Exercise instructions: Once the line with "pub async fn load_definitions(&self, path: impl" is found in the entries below, print it and each following line exactly, stopping after the line with "assert!(name.nullable);"; print nothing else.

Supplied data:
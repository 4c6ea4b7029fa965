//! Schema Introspection Module
//!
//! Reads column and primary-key metadata for source tables and turns it into
//! ordered [`TableSchema`]s. Column order is the contract every later step
//! relies on: snapshot DDL, row copy and diff rows are all positional.

use crate::error::{AppError, AppResult};
use crate::source::{SourceDatabase, TableKind};
use crate::type_mapper::{CanonicalType, TypeMapper};
use serde::{Deserialize, Serialize};
use std::collections::HashMap;
use std::path::Path;
use std::str::FromStr;
use std::sync::Arc;
use tokio::sync::RwLock;
use tracing::{debug, info};

/// Marker some sources use in the names of internal objects
const SYSTEM_OBJECT_MARKER: char = '$';

/// How a source folds unquoted identifiers
#[derive(Debug, Clone, Copy, PartialEq, Eq, Serialize, Deserialize)]
#[serde(rename_all = "snake_case")]
pub enum IdentifierCase {
    UpperCase,
    LowerCase,
    Preserve,
}

impl IdentifierCase {
    pub fn apply(self, name: &str) -> String {
        match self {
            IdentifierCase::UpperCase => name.to_uppercase(),
            IdentifierCase::LowerCase => name.to_lowercase(),
            IdentifierCase::Preserve => name.to_string(),
        }
    }
}

impl FromStr for IdentifierCase {
    type Err = AppError;

    fn from_str(s: &str) -> Result<Self, Self::Err> {
        match s.trim().to_ascii_lowercase().as_str() {
            "upper" | "uppercase" | "upper_case" => Ok(IdentifierCase::UpperCase),
            "lower" | "lowercase" | "lower_case" => Ok(IdentifierCase::LowerCase),
            "preserve" | "mixed" => Ok(IdentifierCase::Preserve),
            other => Err(AppError::Config(format!("Unknown identifier case: {}", other))),
        }
    }
}

/// One column of a snapshotted table
#[derive(Debug, Clone, PartialEq, Eq, Serialize, Deserialize)]
#[serde(rename_all = "camelCase")]
pub struct ColumnDefinition {
    pub name: String,
    pub column_type: CanonicalType,
    /// Vendor type name as the source reported it
    pub source_type: String,
    /// Length or numeric precision, `-1` when not applicable
    pub precision: i32,
    /// Fractional digits, `-1` when not applicable
    pub scale: i32,
    pub nullable: bool,
    pub primary_key: bool,
    pub auto_increment: bool,
}

/// Ordered column list of one table
#[derive(Debug, Clone, PartialEq, Eq, Serialize, Deserialize)]
#[serde(rename_all = "camelCase")]
pub struct TableSchema {
    pub name: String,
    pub columns: Vec<ColumnDefinition>,
}

impl TableSchema {
    pub fn column_names(&self) -> Vec<String> {
        self.columns.iter().map(|c| c.name.clone()).collect()
    }

    /// Positions of the primary-key columns, in schema order
    pub fn primary_key_positions(&self) -> Vec<usize> {
        self.columns
            .iter()
            .enumerate()
            .filter(|(_, c)| c.primary_key)
            .map(|(i, _)| i)
            .collect()
    }
}

/// Reads and caches table schemas from a source
pub struct SchemaIntrospector {
    source: Arc<dyn SourceDatabase>,
    mapper: TypeMapper,
    case: IdentifierCase,
    /// Lower-cased normalized table name -> schema
    cache: RwLock<HashMap<String, TableSchema>>,
}

impl SchemaIntrospector {
    /// Build an introspector. The identifier convention is asked from the
    /// source once, unless `case_override` pins it.
    pub async fn new(
        source: Arc<dyn SourceDatabase>,
        mapper: TypeMapper,
        case_override: Option<IdentifierCase>,
    ) -> AppResult<Self> {
        let case = match case_override {
            Some(case) => case,
            None => source.identifier_case().await?,
        };
        debug!("{} source folds identifiers as {:?}", source.dialect(), case);

        Ok(Self {
            source,
            mapper,
            case,
            cache: RwLock::new(HashMap::new()),
        })
    }

    pub fn identifier_case(&self) -> IdentifierCase {
        self.case
    }

    /// Apply the source's identifier convention to a table name
    pub fn normalize(&self, table: &str) -> String {
        self.case.apply(table)
    }

    /// Schema of `table`, introspected on first use and cached afterwards
    pub async fn read_schema(&self, table: &str) -> AppResult<TableSchema> {
        let table = self.normalize(table);
        let key = table.to_lowercase();

        if let Some(schema) = self.cache.read().await.get(&key) {
            return Ok(schema.clone());
        }

        let schema = self.introspect(&table).await?;
        self.cache.write().await.insert(key, schema.clone());
        Ok(schema)
    }

    async fn introspect(&self, table: &str) -> AppResult<TableSchema> {
        let metadata = self.source.columns(table).await?;
        if metadata.is_empty() {
            return Err(AppError::NotFound(format!(
                "Table '{}' not found or has no columns",
                table
            )));
        }

        let mut columns = Vec::with_capacity(metadata.len());
        for meta in metadata {
            let column_type =
                self.mapper
                    .map_type(table, &meta.name, meta.sql_type, &meta.type_name)?;
            columns.push(ColumnDefinition {
                column_type,
                source_type: meta.type_name,
                precision: if meta.column_size == 0 { -1 } else { meta.column_size },
                scale: if meta.decimal_digits < 0 { -1 } else { meta.decimal_digits },
                nullable: meta.nullable,
                primary_key: false,
                auto_increment: meta.auto_increment,
                name: meta.name,
            });
        }

        for pk in self.source.primary_keys(table).await? {
            if let Some(column) = columns.iter_mut().find(|c| c.name.eq_ignore_ascii_case(&pk)) {
                column.primary_key = true;
            }
        }

        let schema = TableSchema {
            name: table.to_string(),
            columns,
        };

        debug!(
            "Introspected {} with {} columns ({} in primary key)",
            table,
            schema.columns.len(),
            schema.primary_key_positions().len()
        );

        Ok(schema)
    }

    /// Source tables of the given kinds, without internal objects, sorted
    pub async fn list_candidate_tables(&self, kinds: &[TableKind]) -> AppResult<Vec<String>> {
        let kinds = if kinds.is_empty() {
            &[TableKind::Table][..]
        } else {
            kinds
        };

        let mut tables: Vec<String> = self
            .source
            .list_tables(kinds)
            .await?
            .into_iter()
            .filter(|name| !name.contains(SYSTEM_OBJECT_MARKER))
            .collect();
        tables.sort();
        tables.dedup();
        Ok(tables)
    }

    /// Every cached schema, sorted by table name
    pub async fn schemas(&self) -> Vec<TableSchema> {
        let mut schemas: Vec<TableSchema> = self.cache.read().await.values().cloned().collect();
        schemas.sort_by(|a, b| a.name.cmp(&b.name));
        schemas
    }

    /// Forget the cached schema of `table`
    pub async fn invalidate(&self, table: &str) -> bool {
        let key = self.normalize(table).to_lowercase();
        self.cache.write().await.remove(&key).is_some()
    }

    /// Write cached schemas as a JSON table-definitions file
    pub async fn export_definitions(&self, path: impl AsRef<Path>) -> AppResult<usize> {
        let schemas = self.schemas().await;
        let json = serde_json::to_vec_pretty(&schemas)?;
        tokio::fs::write(path.as_ref(), json).await?;

        info!(
            "Wrote {} table definitions to {}",
            schemas.len(),
            path.as_ref().display()
        );
        Ok(schemas.len())
    }

    /// Seed the cache from a table-definitions file
    pub async fn load_definitions(&self, path: impl AsRef<Path>) -> AppResult<usize> {
        let bytes = tokio::fs::read(path.as_ref()).await?;
        let schemas: Vec<TableSchema> = serde_json::from_slice(&bytes)?;
        let count = schemas.len();

        let mut cache = self.cache.write().await;
        for schema in schemas {
            cache.insert(schema.name.to_lowercase(), schema);
        }

        info!(
            "Loaded {} table definitions from {}",
            count,
            path.as_ref().display()
        );
        Ok(count)
    }
}

#[cfg(test)]
mod tests {
    use super::*;
    use crate::source::SqliteSource;
    use pretty_assertions::assert_eq;

    fn source(sql: &str) -> Arc<dyn SourceDatabase> {
        let source = SqliteSource::in_memory().unwrap();
        source.execute_batch(sql).unwrap();
        Arc::new(source)
    }

    #[test]
    fn identifier_case_folds_names() {
        assert_eq!(IdentifierCase::UpperCase.apply("emp"), "EMP");
        assert_eq!(IdentifierCase::LowerCase.apply("Emp"), "emp");
        assert_eq!(IdentifierCase::Preserve.apply("Emp"), "Emp");
        assert_eq!("LOWER".parse::<IdentifierCase>().unwrap(), IdentifierCase::LowerCase);
    }

    #[tokio::test]
    async fn reads_columns_in_order_with_primary_key() {
        let source = source(
            "CREATE TABLE emp (
                id INTEGER PRIMARY KEY AUTOINCREMENT,
                name VARCHAR(100),
                salary DECIMAL(10,2) NOT NULL,
                registered_at TIMESTAMP
            );",
        );
        let introspector = SchemaIntrospector::new(source, TypeMapper::default(), None)
            .await
            .unwrap();

        let schema = introspector.read_schema("emp").await.unwrap();
        assert_eq!(schema.column_names(), vec!["id", "name", "salary", "registered_at"]);
        assert_eq!(schema.primary_key_positions(), vec![0]);

        let id = &schema.columns[0];
        assert_eq!(id.column_type, CanonicalType::Integer);
        assert!(id.auto_increment);
        assert_eq!((id.precision, id.scale), (-1, -1));

        let name = &schema.columns[1];
        assert_eq!(name.column_type, CanonicalType::Varchar);
        assert_eq!(name.precision, 100);
        assert!(name.nullable);

        let salary = &schema.columns[2];
        assert_eq!(salary.column_type, CanonicalType::Decimal);
        assert_eq!((salary.precision, salary.scale), (10, 2));
        assert!(!salary.nullable);

        assert_eq!(schema.columns[3].column_type, CanonicalType::Timestamp);
    }

    #[tokio::test]
    async fn composite_primary_key_marks_every_member() {
        let source = source(
            "CREATE TABLE assignment (
                emp_id INTEGER NOT NULL,
                note TEXT,
                project_id INTEGER NOT NULL,
                PRIMARY KEY (project_id, emp_id)
            );",
        );
        let introspector = SchemaIntrospector::new(source, TypeMapper::default(), None)
            .await
            .unwrap();

        let schema = introspector.read_schema("assignment").await.unwrap();
        assert_eq!(schema.primary_key_positions(), vec![0, 2]);
    }

    #[tokio::test]
    async fn schema_is_cached_for_the_introspector_lifetime() {
        let sqlite = SqliteSource::in_memory().unwrap();
        sqlite
            .execute_batch("CREATE TABLE emp (id INTEGER PRIMARY KEY, name TEXT);")
            .unwrap();
        let sqlite = Arc::new(sqlite);
        let introspector = SchemaIntrospector::new(sqlite.clone(), TypeMapper::default(), None)
            .await
            .unwrap();

        let first = introspector.read_schema("emp").await.unwrap();
        sqlite.execute_batch("DROP TABLE emp;").unwrap();
        let second = introspector.read_schema("emp").await.unwrap();
        assert_eq!(first, second);

        assert!(introspector.invalidate("emp").await);
        assert!(matches!(
            introspector.read_schema("emp").await,
            Err(AppError::NotFound(_))
        ));
    }

    #[tokio::test]
    async fn unknown_type_aborts_the_table() {
        let source = source("CREATE TABLE shapes (id INTEGER PRIMARY KEY, outline GEOMETRY);");
        let introspector = SchemaIntrospector::new(source, TypeMapper::default(), None)
            .await
            .unwrap();

        let err = introspector.read_schema("shapes").await.unwrap_err();
        assert!(matches!(err, AppError::UnknownType { ref column, .. } if column == "outline"));
        assert!(introspector.schemas().await.is_empty());
    }

    #[tokio::test]
    async fn vendor_named_floats_use_override_table() {
        let source = source("CREATE TABLE m (id INTEGER PRIMARY KEY, v BINARY_DOUBLE, w BINARY_FLOAT);");
        let introspector = SchemaIntrospector::new(source, TypeMapper::default(), None)
            .await
            .unwrap();

        let schema = introspector.read_schema("m").await.unwrap();
        assert_eq!(schema.columns[1].column_type, CanonicalType::Double);
        assert_eq!(schema.columns[2].column_type, CanonicalType::Real);
    }

    #[tokio::test]
    async fn candidates_skip_system_objects_and_are_sorted() {
        let source = source(
            "CREATE TABLE zeta (id INTEGER);
             CREATE TABLE alpha (id INTEGER);
             CREATE TABLE \"bin$abc\" (id INTEGER);
             CREATE VIEW alpha_view AS SELECT id FROM alpha;",
        );
        let introspector = SchemaIntrospector::new(source, TypeMapper::default(), None)
            .await
            .unwrap();

        let tables = introspector.list_candidate_tables(&[]).await.unwrap();
        assert_eq!(tables, vec!["alpha", "zeta"]);

        let views = introspector
            .list_candidate_tables(&[TableKind::View])
            .await
            .unwrap();
        assert_eq!(views, vec!["alpha_view"]);
    }

    #[tokio::test]
    async fn case_override_is_applied_to_names() {
        let source = source("CREATE TABLE EMP (ID INTEGER PRIMARY KEY);");
        let introspector = SchemaIntrospector::new(
            source,
            TypeMapper::default(),
            Some(IdentifierCase::UpperCase),
        )
        .await
        .unwrap();

        assert_eq!(introspector.normalize("emp"), "EMP");
        let schema = introspector.read_schema("emp").await.unwrap();
        assert_eq!(schema.name, "EMP");
    }

    #[tokio::test]
    async fn definitions_survive_export_and_load() {
        let source_db = source("CREATE TABLE emp (id INTEGER PRIMARY KEY, name TEXT);");
        let exporter = SchemaIntrospector::new(source_db, TypeMapper::default(), None)
            .await
            .unwrap();
        let schema = exporter.read_schema("emp").await.unwrap();

        let dir = tempfile::tempdir().unwrap();
        let path = dir.path().join("tabledefs.json");
        assert_eq!(exporter.export_definitions(&path).await.unwrap(), 1);

        // a source without the table: only the loaded definitions can answer
        let importer = SchemaIntrospector::new(
            Arc::new(SqliteSource::in_memory().unwrap()),
            TypeMapper::default(),
            None,
        )
        .await
        .unwrap();
        assert_eq!(importer.load_definitions(&path).await.unwrap(), 1);
        assert_eq!(importer.read_schema("emp").await.unwrap(), schema);
    }
}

Solution:
    pub async fn load_definitions(&self, path: impl AsRef<Path>) -> AppResult<usize> {
        let bytes = tokio::fs::read(path.as_ref()).await?;
        let schemas: Vec<TableSchema> = serde_json::from_slice(&bytes)?;
        let count = schemas.len();

        let mut cache = self.cache.write().await;
        for schema in schemas {
            cache.insert(schema.name.to_lowercase(), schema);
        }

        info!(
            "Loaded {} table definitions from {}",
            count,
            path.as_ref().display()
        );
        Ok(count)
    }
}

#[cfg(test)]
mod tests {
    use super::*;
    use crate::source::SqliteSource;
    use pretty_assertions::assert_eq;

    fn source(sql: &str) -> Arc<dyn SourceDatabase> {
        let source = SqliteSource::in_memory().unwrap();
        source.execute_batch(sql).unwrap();
        Arc::new(source)
    }

    #[test]
    fn identifier_case_folds_names() {
        assert_eq!(IdentifierCase::UpperCase.apply("emp"), "EMP");
        assert_eq!(IdentifierCase::LowerCase.apply("Emp"), "emp");
        assert_eq!(IdentifierCase::Preserve.apply("Emp"), "Emp");
        assert_eq!("LOWER".parse::<IdentifierCase>().unwrap(), IdentifierCase::LowerCase);
    }

    #[tokio::test]
    async fn reads_columns_in_order_with_primary_key() {
        let source = source(
            "CREATE TABLE emp (
                id INTEGER PRIMARY KEY AUTOINCREMENT,
                name VARCHAR(100),
                salary DECIMAL(10,2) NOT NULL,
                registered_at TIMESTAMP
            );",
        );
        let introspector = SchemaIntrospector::new(source, TypeMapper::default(), None)
            .await
            .unwrap();

        let schema = introspector.read_schema("emp").await.unwrap();
        assert_eq!(schema.column_names(), vec!["id", "name", "salary", "registered_at"]);
        assert_eq!(schema.primary_key_positions(), vec![0]);

        let id = &schema.columns[0];
        assert_eq!(id.column_type, CanonicalType::Integer);
        assert!(id.auto_increment);
        assert_eq!((id.precision, id.scale), (-1, -1));

        let name = &schema.columns[1];
        assert_eq!(name.column_type, CanonicalType::Varchar);
        assert_eq!(name.precision, 100);
        assert!(name.nullable);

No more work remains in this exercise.